Colorectal cancer is any tumor that begins in the rectum or the colon. The cancers are named rectal cancer or colon cancer depending on where they begin, but are grouped under one name because they share common features. The rectum and colon are parts of the large intestine, the lower part of the digestive system. Food usually goes through the stomach then into the small intestine before reaching the colon. In the colon, water and essential nutrients are absorbed from food while waste matter (stool) is stored. From the colon, stool moves into the rectum before leaving the body.
How does colorectal cancer start?
Colorectal cancer begins when cells of the rectum or colon grow out of control. Usually, this occurs when cells of the inner lining of the rectum or colon form clumps or growths called polyps. Generally, polyps are small, noncancerous clumps of cells, which produce few or no symptoms. But over time, some polyps may change and become cancerous. The risk of polyps becoming cancerous depends on the type, size and number of polyps. For example, adenomatous polyps or dysplasia in the colon or rectum may result in cancer (they are pre-cancerous) while inflammatory and hyperplastic polyps do not lead to colorectal cancer. Once cancer begins in a polyp, it spreads into the wall of the rectum or colon. For this reason, regular screening tests are recommended as a way of identifying and removing polyps before colorectal cancer develops.
Types of colorectal cancer
1. Adenocarcinomas: Colorectal cancers that begin in the mucus cells of the rectum and colon. They make up 95 percent of all colorectal cancers.
2. Carcinoid tumors: Tumors that begin in specialized hormone-producing cells of the large intestines.
3. Lymphomas: Cancers of immune system cells that oten begin in the lymph nodes, but occasionally start in the rectum or colon.
4. Gastrointestinal stromal tumors (GISTs): Tumors that begin in the specialized cells called interstitial cells of Cajal, which are found in the wall of the colon. Some are non-cancerous while others are cancerous.

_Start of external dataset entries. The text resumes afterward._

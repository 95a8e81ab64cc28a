#![doc = "Areal interpolation: transfer attribute data between incompatible polygon layers"]
mod error;
mod estimate;
mod geometry;
mod layer;
mod mask;
mod overlay;
mod weights;

#[doc(inline)]
pub use error::{Error, Result};

#[doc(inline)]
pub use layer::{FeatureId, Layer, PolygonFeature};

#[doc(inline)]
pub use overlay::{Overlay, OverlayEntry, DEFAULT_SLIVER_AREA};

#[doc(inline)]
pub use weights::{aggregate_covariates, WeightMatrix};

#[doc(inline)]
pub use mask::AncillaryMask;

#[doc(inline)]
pub use estimate::{
    fit_regression, ArealConfig, ConvergenceReport, DasymetricConfig, DecayKernel, EstimateSet,
    EstimateStatus, Estimator, Family, FittedModel, GeobootstrapConfig, MaskMode, PycnoConfig,
    RegressionConfig, Spread, Statistic, TargetEstimate, Variable,
};
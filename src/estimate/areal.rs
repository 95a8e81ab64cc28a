use serde::{Deserialize, Serialize};
use tracing::warn;

use crate::error::Result;
use crate::layer::Layer;
use crate::overlay::Overlay;
use crate::weights::WeightMatrix;

use super::{EstimateSet, EstimateStatus, TargetEstimate};

/// Whether a variable scales with area (counts, totals) or is a per-area
/// rate (densities). Decides which weight derivation applies.
#[derive(Debug, Clone, Copy, PartialEq, Eq, Serialize, Deserialize)]
pub enum Variable {
    Extensive,
    Intensive,
}

/// Configuration for the areal weighting estimator.
#[derive(Debug, Clone, Serialize, Deserialize)]
pub struct ArealConfig {
    /// Source attribute column to interpolate.
    pub column: String,
    pub variable: Variable,
    /// Rescale estimates so their total equals the source total. Compensates
    /// for edge loss when targets do not fully tile the source extent; only
    /// meaningful for extensive variables.
    pub rescale_total: bool,
}

impl ArealConfig {
    /// Extensive variable, no total rescaling.
    pub fn extensive(column: impl Into<String>) -> Self {
        Self { column: column.into(), variable: Variable::Extensive, rescale_total: false }
    }

    /// Intensive variable (area-weighted mean into targets).
    pub fn intensive(column: impl Into<String>) -> Self {
        Self { column: column.into(), variable: Variable::Intensive, rescale_total: false }
    }

    /// Enable total-sum rescaling (builder style).
    pub fn with_total_rescale(mut self) -> Self {
        self.rescale_total = true;
        self
    }
}

/// Proportional-area redistribution: `value(t) = Σ_s w(s,t)·value(s)`,
/// assuming uniform density inside each source polygon. Deterministic, no
/// fitting step. Targets with no overlap get value 0 and an `Uncovered` flag.
pub(super) fn estimate(
    sources: &Layer,
    targets: &Layer,
    overlay: &Overlay,
    config: &ArealConfig,
) -> Result<EstimateSet> {
    let values = sources.column(&config.column)?;
    let weights = match config.variable {
        Variable::Extensive => WeightMatrix::extensive(overlay),
        Variable::Intensive => WeightMatrix::intensive(overlay),
    };
    let mut out = weights.redistribute(&values);

    if config.rescale_total && config.variable == Variable::Extensive {
        let estimated: f64 = out.iter().sum();
        if estimated > 0.0 {
            let factor = values.iter().sum::<f64>() / estimated;
            for v in &mut out {
                *v *= factor;
            }
        }
    }

    let estimates = out.into_iter().enumerate()
        .map(|(t, value)| {
            let covered = overlay.entries_for_target(t).next().is_some();
            if !covered {
                warn!(target = %targets.id(t), "target has no overlap with any source");
            }
            TargetEstimate {
                id: targets.id(t).clone(),
                value,
                coverage: overlay.coverage(t),
                uncertainty: None,
                status: if covered { EstimateStatus::Estimated } else { EstimateStatus::Uncovered },
            }
        })
        .collect();

    Ok(EstimateSet { column: config.column.clone(), estimates, convergence: None })
}
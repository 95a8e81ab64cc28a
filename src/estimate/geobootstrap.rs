use rand::rngs::StdRng;
use rand::{Rng, SeedableRng};
use rayon::prelude::*;
use rstar::AABB;
use serde::{Deserialize, Serialize};
use tracing::warn;

use crate::error::{Error, Result};
use crate::layer::Layer;
use crate::overlay::Overlay;

use super::{EstimateSet, EstimateStatus, TargetEstimate};

/// Distance-decay kernel: a monotonically decreasing weight in distance.
#[derive(Debug, Clone, Copy, PartialEq, Serialize, Deserialize)]
pub enum DecayKernel {
    /// `exp(-d² / 2b²)`
    Gaussian,
    /// `exp(-d / b)`
    Exponential,
    /// `1 / (1 + (d/b)^p)`
    InversePower { exponent: f64 },
}

impl DecayKernel {
    fn weight(self, distance: f64, bandwidth: f64) -> f64 {
        match self {
            DecayKernel::Gaussian => (-distance * distance / (2.0 * bandwidth * bandwidth)).exp(),
            DecayKernel::Exponential => (-distance / bandwidth).exp(),
            DecayKernel::InversePower { exponent } => 1.0 / (1.0 + (distance / bandwidth).powf(exponent)),
        }
    }
}

/// Per-replicate summary statistic over the resampled source values.
#[derive(Debug, Clone, Copy, PartialEq, Serialize, Deserialize)]
pub enum Statistic {
    /// Unweighted mean of the sample (intensive variables).
    Mean,
    /// Median of the sample.
    Median,
    /// Decay-weighted sum of the sampled values (extensive-style).
    WeightedSum,
}

/// Uncertainty measure aggregated over the replicate statistics.
#[derive(Debug, Clone, Copy, PartialEq, Serialize, Deserialize)]
pub enum Spread {
    /// Sample standard deviation (N−1).
    StdDev,
    /// Width of the [lower, upper] quantile interval.
    Quantiles { lower: f64, upper: f64 },
}

/// Configuration for the geobootstrap simulator.
///
/// The only non-deterministic estimator: `seed` makes results exactly
/// reproducible, including under parallel execution (one RNG stream is
/// derived per target from the run seed and target index).
#[derive(Debug, Clone, Serialize, Deserialize)]
pub struct GeobootstrapConfig {
    /// Source attribute column to interpolate.
    pub column: String,
    /// Neighborhood radius for candidate sources (centroid distance).
    pub radius: f64,
    pub decay: DecayKernel,
    /// Decay bandwidth, in the layers' linear unit.
    pub bandwidth: f64,
    /// Bootstrap replicate count B.
    pub replicates: usize,
    /// Minimum candidate count below which a target is marked failed.
    pub min_neighbors: usize,
    pub seed: u64,
    pub statistic: Statistic,
    pub spread: Spread,
}

impl GeobootstrapConfig {
    pub fn new(column: impl Into<String>, radius: f64) -> Self {
        Self {
            column: column.into(),
            radius,
            decay: DecayKernel::Gaussian,
            bandwidth: 1000.0,
            replicates: 100,
            min_neighbors: 1,
            seed: 0,
            statistic: Statistic::Mean,
            spread: Spread::StdDev,
        }
    }

    /// Set the decay kernel and bandwidth (builder style).
    pub fn with_decay(mut self, decay: DecayKernel, bandwidth: f64) -> Self {
        self.decay = decay;
        self.bandwidth = bandwidth;
        self
    }

    /// Set the replicate count (builder style).
    pub fn with_replicates(mut self, replicates: usize) -> Self {
        self.replicates = replicates;
        self
    }

    /// Set the random seed (builder style).
    pub fn with_seed(mut self, seed: u64) -> Self {
        self.seed = seed;
        self
    }
}

/// Source indices within `radius` of the target centroid, sorted by index,
/// with their centroid distances. Increasing the radius never removes a
/// candidate.
fn candidates_within(sources: &Layer, targets: &Layer, t: usize, radius: f64) -> Vec<(usize, f64)> {
    let center = targets.centroid(t);
    let envelope = AABB::from_corners(
        [center.x() - radius, center.y() - radius],
        [center.x() + radius, center.y() + radius],
    );
    let mut found: Vec<(usize, f64)> = sources.query(&envelope)
        .filter_map(|s| {
            let c = sources.centroid(s);
            let distance = (c.x() - center.x()).hypot(c.y() - center.y());
            (distance <= radius).then_some((s, distance))
        })
        .collect();
    found.sort_unstable_by_key(|&(s, _)| s);
    found
}

/// Normalized sampling probabilities from decay weights. If the kernel
/// underflows for every candidate (bandwidth → 0), the nearest candidate
/// takes all the mass, which is the nearest-neighbor limit of the method.
fn sampling_probs(candidates: &[(usize, f64)], decay: DecayKernel, bandwidth: f64) -> Vec<f64> {
    let raw: Vec<f64> = candidates.iter()
        .map(|&(_, d)| decay.weight(d, bandwidth))
        .collect();
    let total: f64 = raw.iter().sum();
    if total > 0.0 && total.is_finite() {
        raw.iter().map(|w| w / total).collect()
    } else {
        // Lowest index wins ties, matching the candidate ordering.
        let mut nearest = 0;
        for (i, &(_, d)) in candidates.iter().enumerate() {
            if d < candidates[nearest].1 {
                nearest = i;
            }
        }
        let mut probs = vec![0.0; candidates.len()];
        probs[nearest] = 1.0;
        probs
    }
}

/// Draw one index from the CDF with a uniform variate.
fn draw(cdf: &[f64], rng: &mut impl Rng) -> usize {
    let u: f64 = rng.random();
    cdf.partition_point(|&c| c < u).min(cdf.len() - 1)
}

fn replicate_statistic(sample: &[usize], values: &[f64], probs: &[f64], statistic: Statistic) -> f64 {
    match statistic {
        Statistic::Mean => {
            sample.iter().map(|&i| values[i]).sum::<f64>() / sample.len() as f64
        }
        Statistic::Median => {
            let mut drawn: Vec<f64> = sample.iter().map(|&i| values[i]).collect();
            drawn.sort_unstable_by(|a, b| a.total_cmp(b));
            let n = drawn.len();
            if n % 2 == 1 { drawn[n / 2] } else { (drawn[n / 2 - 1] + drawn[n / 2]) / 2.0 }
        }
        Statistic::WeightedSum => {
            sample.iter().map(|&i| values[i] * probs[i]).sum()
        }
    }
}

fn sample_std_dev(stats: &[f64]) -> f64 {
    let n = stats.len();
    if n < 2 {
        return 0.0;
    }
    let mean = stats.iter().sum::<f64>() / n as f64;
    (stats.iter().map(|&x| (x - mean) * (x - mean)).sum::<f64>() / (n - 1) as f64).sqrt()
}

/// Linear-interpolation quantile over pre-sorted data.
fn quantile(sorted: &[f64], p: f64) -> f64 {
    let n = sorted.len();
    let h = (n - 1) as f64 * p;
    let lo = h.floor() as usize;
    let hi = (lo + 1).min(n - 1);
    sorted[lo] + (h - h.floor()) * (sorted[hi] - sorted[lo])
}

/// One target's bootstrap: candidates, decay weights, B replicates of
/// with-replacement sampling, point estimate and spread.
fn estimate_target(
    sources: &Layer,
    targets: &Layer,
    t: usize,
    values: &[f64],
    config: &GeobootstrapConfig,
) -> Result<(f64, f64)> {
    let candidates = candidates_within(sources, targets, t, config.radius);
    if candidates.len() < config.min_neighbors.max(1) {
        return Err(Error::InsufficientNeighbors {
            id: targets.id(t).to_string(),
            found: candidates.len(),
            required: config.min_neighbors.max(1),
        });
    }

    let probs = sampling_probs(&candidates, config.decay, config.bandwidth);
    let mut cdf = Vec::with_capacity(probs.len());
    let mut acc = 0.0;
    for &p in &probs {
        acc += p;
        cdf.push(acc);
    }
    if let Some(last) = cdf.last_mut() {
        *last = 1.0;
    }

    // One independent, reproducible stream per target.
    let mut rng = StdRng::seed_from_u64(
        config.seed ^ (t as u64 + 1).wrapping_mul(0x9E37_79B9_7F4A_7C15),
    );

    let candidate_values: Vec<f64> = candidates.iter().map(|&(s, _)| values[s]).collect();
    let mut stats = Vec::with_capacity(config.replicates);
    let mut sample = Vec::with_capacity(candidates.len());
    for _ in 0..config.replicates {
        sample.clear();
        for _ in 0..candidates.len() {
            sample.push(draw(&cdf, &mut rng));
        }
        stats.push(replicate_statistic(&sample, &candidate_values, &probs, config.statistic));
    }

    let point = stats.iter().sum::<f64>() / stats.len() as f64;
    let spread = match config.spread {
        Spread::StdDev => sample_std_dev(&stats),
        Spread::Quantiles { lower, upper } => {
            let mut sorted = stats.clone();
            sorted.sort_unstable_by(|a, b| a.total_cmp(b));
            quantile(&sorted, upper) - quantile(&sorted, lower)
        }
    };
    Ok((point, spread))
}

/// Simulation-based estimator: for each target, resample neighboring source
/// observations proportional to a distance-decay weight, B times, and
/// aggregate the replicate statistics into a point estimate and spread.
///
/// Targets with fewer than `min_neighbors` candidates are marked failed
/// (value NaN, status carrying [`Error::InsufficientNeighbors`]) while the
/// rest of the batch proceeds.
pub(super) fn estimate(
    sources: &Layer,
    targets: &Layer,
    overlay: &Overlay,
    config: &GeobootstrapConfig,
) -> Result<EstimateSet> {
    let values = sources.column(&config.column)?;

    let results: Vec<Result<(f64, f64)>> = (0..targets.len())
        .into_par_iter()
        .map(|t| estimate_target(sources, targets, t, &values, config))
        .collect();

    let estimates = results.into_iter().enumerate()
        .map(|(t, result)| match result {
            Ok((value, spread)) => TargetEstimate {
                id: targets.id(t).clone(),
                value,
                coverage: overlay.coverage(t),
                uncertainty: Some(spread),
                status: EstimateStatus::Estimated,
            },
            Err(error) => {
                warn!(target = %targets.id(t), %error, "geobootstrap target failed");
                TargetEstimate {
                    id: targets.id(t).clone(),
                    value: f64::NAN,
                    coverage: overlay.coverage(t),
                    uncertainty: None,
                    status: EstimateStatus::Failed(error),
                }
            }
        })
        .collect();

    Ok(EstimateSet { column: config.column.clone(), estimates, convergence: None })
}

#[cfg(test)]
mod tests {
    use super::*;
    use crate::estimate::Estimator;
    use crate::layer::PolygonFeature;
    use geo::polygon;

    fn square(id: &str, x0: f64, y0: f64, size: f64) -> PolygonFeature {
        PolygonFeature::from_polygon(id, polygon![
            (x: x0, y: y0),
            (x: x0 + size, y: y0),
            (x: x0 + size, y: y0 + size),
            (x: x0, y: y0 + size),
        ])
    }

    fn fixture() -> (Layer, Layer, Overlay) {
        let sources = Layer::new(vec![
            square("s0", 0.0, 0.0, 1.0).with_value("income", 10.0),
            square("s1", 1.0, 0.0, 1.0).with_value("income", 20.0),
            square("s2", 2.0, 0.0, 1.0).with_value("income", 30.0),
            square("s3", 3.0, 0.0, 1.0).with_value("income", 40.0),
        ]).unwrap();
        let targets = Layer::new(vec![
            square("t0", 0.5, 0.0, 1.0),
            square("t1", 2.2, 0.0, 1.0),
        ]).unwrap();
        let overlay = Overlay::compute(&sources, &targets).unwrap();
        (sources, targets, overlay)
    }

    #[test]
    fn identical_seed_reproduces_results_exactly() {
        let (sources, targets, overlay) = fixture();
        let config = GeobootstrapConfig::new("income", 3.0)
            .with_decay(DecayKernel::Gaussian, 1.0)
            .with_replicates(50)
            .with_seed(42);

        let a = Estimator::Geobootstrap(config.clone())
            .estimate(&sources, &targets, &overlay).unwrap();
        let b = Estimator::Geobootstrap(config)
            .estimate(&sources, &targets, &overlay).unwrap();

        for (x, y) in a.estimates.iter().zip(&b.estimates) {
            assert_eq!(x.value.to_bits(), y.value.to_bits());
            assert_eq!(
                x.uncertainty.unwrap().to_bits(),
                y.uncertainty.unwrap().to_bits(),
            );
        }
    }

    #[test]
    fn wider_radius_never_loses_candidates() {
        let (sources, targets, _) = fixture();
        let mut previous = 0;
        for radius in [0.3, 1.0, 2.0, 5.0, 10.0] {
            let count = candidates_within(&sources, &targets, 0, radius).len();
            assert!(count >= previous, "radius {radius} lost candidates");
            previous = count;
        }
        assert_eq!(previous, 4);
    }

    #[test]
    fn vanishing_bandwidth_approaches_nearest_neighbor() {
        let (sources, targets, overlay) = fixture();
        // Target t0 centroid (1.0, 0.5): s0 and s1 centroids are equidistant,
        // so use t1 (2.7, 0.5) whose nearest source centroid is s2 (2.5, 0.5).
        let config = GeobootstrapConfig::new("income", 3.0)
            .with_decay(DecayKernel::Gaussian, 1e-9)
            .with_replicates(20)
            .with_seed(7);

        let set = Estimator::Geobootstrap(config)
            .estimate(&sources, &targets, &overlay).unwrap();
        // All draws collapse onto the nearest neighbor.
        assert_eq!(set.estimates[1].value, 30.0);
        assert_eq!(set.estimates[1].uncertainty, Some(0.0));
    }

    #[test]
    fn starved_target_fails_without_aborting_the_batch() {
        let sources = Layer::new(vec![
            square("s0", 0.0, 0.0, 1.0).with_value("income", 10.0),
        ]).unwrap();
        let targets = Layer::new(vec![
            square("near", 0.0, 0.0, 1.0),
            square("far", 100.0, 0.0, 1.0),
        ]).unwrap();
        let overlay = Overlay::compute(&sources, &targets).unwrap();

        let set = Estimator::Geobootstrap(
            GeobootstrapConfig::new("income", 2.0).with_decay(DecayKernel::Exponential, 1.0),
        ).estimate(&sources, &targets, &overlay).unwrap();

        assert!(set.estimates[0].status.is_estimated());
        assert!(set.estimates[1].value.is_nan());
        assert!(matches!(
            set.estimates[1].status,
            EstimateStatus::Failed(Error::InsufficientNeighbors { .. })
        ));
    }

    #[test]
    fn kernels_decrease_with_distance() {
        for kernel in [
            DecayKernel::Gaussian,
            DecayKernel::Exponential,
            DecayKernel::InversePower { exponent: 2.0 },
        ] {
            let near = kernel.weight(1.0, 2.0);
            let far = kernel.weight(5.0, 2.0);
            assert!(near > far, "{kernel:?} is not decreasing");
        }
    }
}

5. Sarcomas: Rare cancers of the rectum and colon which start in the muscle layers, blood vessels or other connective tissues of the rectal or colon wall.
How common is colorectal cancer?
In the United States, colorectal cancer is the fourth most common cancer diagnosed, with more than 95,000 new cases of colon cancer and more than 40,000 new cases of rectal cancer reported annually. The cancer occurs equally in men and women, but men usually develop it at a younger age. About 1 in every 20 people in the United States will have colorectal cancer in their lifetime, with men having a slightly higher risk than women. Colorectal cancer is the second-leading cause of cancer-related deaths in men and third-leading cause in women in the U.S. It currently causes more than 50,000 deaths annually. However, over the last few decades, the death rate due to colorectal cancer has reduced significantly as early screening, detection and treatment has ensured increased survival. Today, there are more than 1 million colorectal cancer survivors in the United States.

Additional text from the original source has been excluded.